For millions of years, humans and animals have maintained their health by eating the fruits of the earth. The necessity and benefits of a broad natural diet are evident from Egyptian skeletal remains from 6000 years ago which suggest scurvy – a disease resulting from a lack of vitamin C. In 1753 a Scottish surgeon James Lind demonstrated that scurvy could be treated with citrus fruit. The New Zealand government seems intent on changing history.
You might be interested in the kind of nation we will end up inhabiting:
Reverse patenting
If a Natural Health Product is found to benefit a serious illness (such as lemons which benefit scurvy), according to the Bill it should be classed as a medicine. Consequently, according to the letter of the new law, only doctors will be allowed to prescribe lemons. Joking apart, most foods benefit serious illness. You might think there is no need to pass a law classifying them as medicines, but according to the Government, you would be wrong.

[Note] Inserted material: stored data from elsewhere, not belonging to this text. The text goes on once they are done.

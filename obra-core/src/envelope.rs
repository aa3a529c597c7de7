//! Response envelopes.
//!
//! The API answers in three shapes depending on the endpoint:
//!
//! - the envelope `{status, code, message, data, meta}`
//! - a paginated list `{count, next, previous, results}`
//! - a bare object or array
//!
//! `ApiResponse::parse` tells them apart once, at the boundary, and
//! `normalize` turns all three into a single `Normalized<T>`.

use serde::de::DeserializeOwned;
use serde::{Deserialize, Serialize};
use serde_json::Value;

use crate::errors::{ErrorKind, ObraError};
use crate::field_errors::FieldErrors;

/// Pagination metadata.
#[derive(Debug, Clone, Default, PartialEq, Eq, Serialize, Deserialize)]
pub struct PageMeta {
    #[serde(default)]
    pub page: Option<u32>,
    #[serde(default)]
    pub total_pages: Option<u32>,
    #[serde(default)]
    pub total_records: u64,
    #[serde(default)]
    pub next: Option<String>,
    #[serde(default)]
    pub previous: Option<String>,
}

impl PageMeta {
    pub fn has_next(&self) -> bool {
        match (self.page, self.total_pages) {
            (Some(page), Some(total)) => page < total,
            _ => self.next.is_some(),
        }
    }
}

#[derive(Debug, Clone, Serialize, Deserialize)]
pub struct Envelope<T> {
    pub status: String,
    #[serde(default)]
    pub code: u16,
    #[serde(default)]
    pub message: String,
    pub data: T,
    #[serde(default)]
    pub meta: Option<PageMeta>,
}

#[derive(Debug, Clone, Serialize, Deserialize)]
pub struct PaginatedList<T> {
    pub count: u64,
    #[serde(default)]
    pub next: Option<String>,
    #[serde(default)]
    pub previous: Option<String>,
    pub results: T,
}

/// One of the three response shapes, decided by inspecting the body.
#[derive(Debug, Clone)]
pub enum ApiResponse<T> {
    Enveloped(Envelope<T>),
    Paginated(PaginatedList<T>),
    Bare(T),
}

/// What the rest of the client sees, whatever the server sent.
#[derive(Debug, Clone, PartialEq)]
pub struct Normalized<T> {
    pub data: T,
    pub meta: Option<PageMeta>,
    pub message: Option<String>,
}

impl<T> Normalized<T> {
    pub fn bare(data: T) -> Self {
        Self {
            data,
            meta: None,
            message: None,
        }
    }

    pub fn map<U>(self, f: impl FnOnce(T) -> U) -> Normalized<U> {
        Normalized {
            data: f(self.data),
            meta: self.meta,
            message: self.message,
        }
    }
}

impl<T: DeserializeOwned> ApiResponse<T> {
    pub fn parse(value: Value) -> Result<Self, serde_json::Error> {
        if let Value::Object(map) = &value {
            if map.contains_key("status") && map.contains_key("data") {
                return serde_json::from_value(value).map(ApiResponse::Enveloped);
            }
            if map.contains_key("results") && map.contains_key("count") {
                return serde_json::from_value(value).map(ApiResponse::Paginated);
            }
        }
        serde_json::from_value(value).map(ApiResponse::Bare)
    }
}

impl<T> ApiResponse<T> {
    pub fn normalize(self) -> Normalized<T> {
        match self {
            ApiResponse::Enveloped(env) => Normalized {
                data: env.data,
                meta: env.meta,
                message: Some(env.message).filter(|m| !m.is_empty()),
            },
            ApiResponse::Paginated(list) => Normalized {
                data: list.results,
                meta: Some(PageMeta {
                    page: None,
                    total_pages: None,
                    total_records: list.count,
                    next: list.next,
                    previous: list.previous,
                }),
                message: None,
            },
            ApiResponse::Bare(data) => Normalized::bare(data),
        }
    }
}

/// Parse and normalize a JSON body in one go.
pub fn normalize_value<T: DeserializeOwned>(value: Value) -> Result<Normalized<T>, serde_json::Error> {
    ApiResponse::parse(value).map(ApiResponse::normalize)
}

/// Build an `ObraError` from a failed response.
///
/// Understands `{status: "error", code, message, errors}` as well as a
/// plain field map (`{"name": ["Required"]}`) or plain text.
pub fn error_from_body(status: u16, body: &str) -> ObraError {
    let kind = ErrorKind::from_status(status);
    let parsed: Option<Value> = serde_json::from_str(body).ok();

    match parsed {
        Some(Value::Object(map)) if map.contains_key("errors") || map.contains_key("message") => {
            let message = map
                .get("message")
                .and_then(|m| m.as_str())
                .map(String::from)
                .unwrap_or_else(|| kind.name().to_string());
            let errors = map.get("errors").map(FieldErrors::from_server).unwrap_or_default();
            let mut err = ObraError::new(kind, message);
            if !errors.is_empty() {
                err = err.with_errors(errors);
            }
            err
        }
        Some(value @ Value::Object(_)) => {
            let errors = FieldErrors::from_server(&value);
            let message = errors
                .first(crate::field_errors::SCHEMA_KEY)
                .map(String::from)
                .unwrap_or_else(|| kind.name().to_string());
            ObraError::new(kind, message).with_errors(errors)
        }
        _ => {
            let text = body.trim();
            let message = if text.is_empty() {
                kind.name().to_string()
            } else {
                text.chars().take(200).collect()
            };
            ObraError::new(kind, message)
        }
    }
}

80% of drugs are in fact derived from the properties of plants. For years pharmaceutical companies have been trying to patent medicinal plants and secure a monopoly of their supply and use. But this effort largely failed in the patent courts. The remedy for pharmaceutical companies is contained in the Bill being introduced by our Labour government. If a plant is used to make a medicine or the molecular structure of any of its compounds is mimicked by a medicine, then the use of the actual plant should be restricted.
For this reason, in 2016 a bevy of well-paid Ministry of Health experts (???) produced an idiotic list of common plants that they envisioned should be restricted. Natural products in this list included cinnamon, eggplant, almond, mustard, tea – yes you did read that correctly – coconut, and many many others. The present Bill – the third attempt over the years to get this past Parliament – sets up the same conditions that prompted the 2016 list of restricted plants. A sort of frenzied desire to control the minutia of individual life driven by a mad instinct that the government always knows best.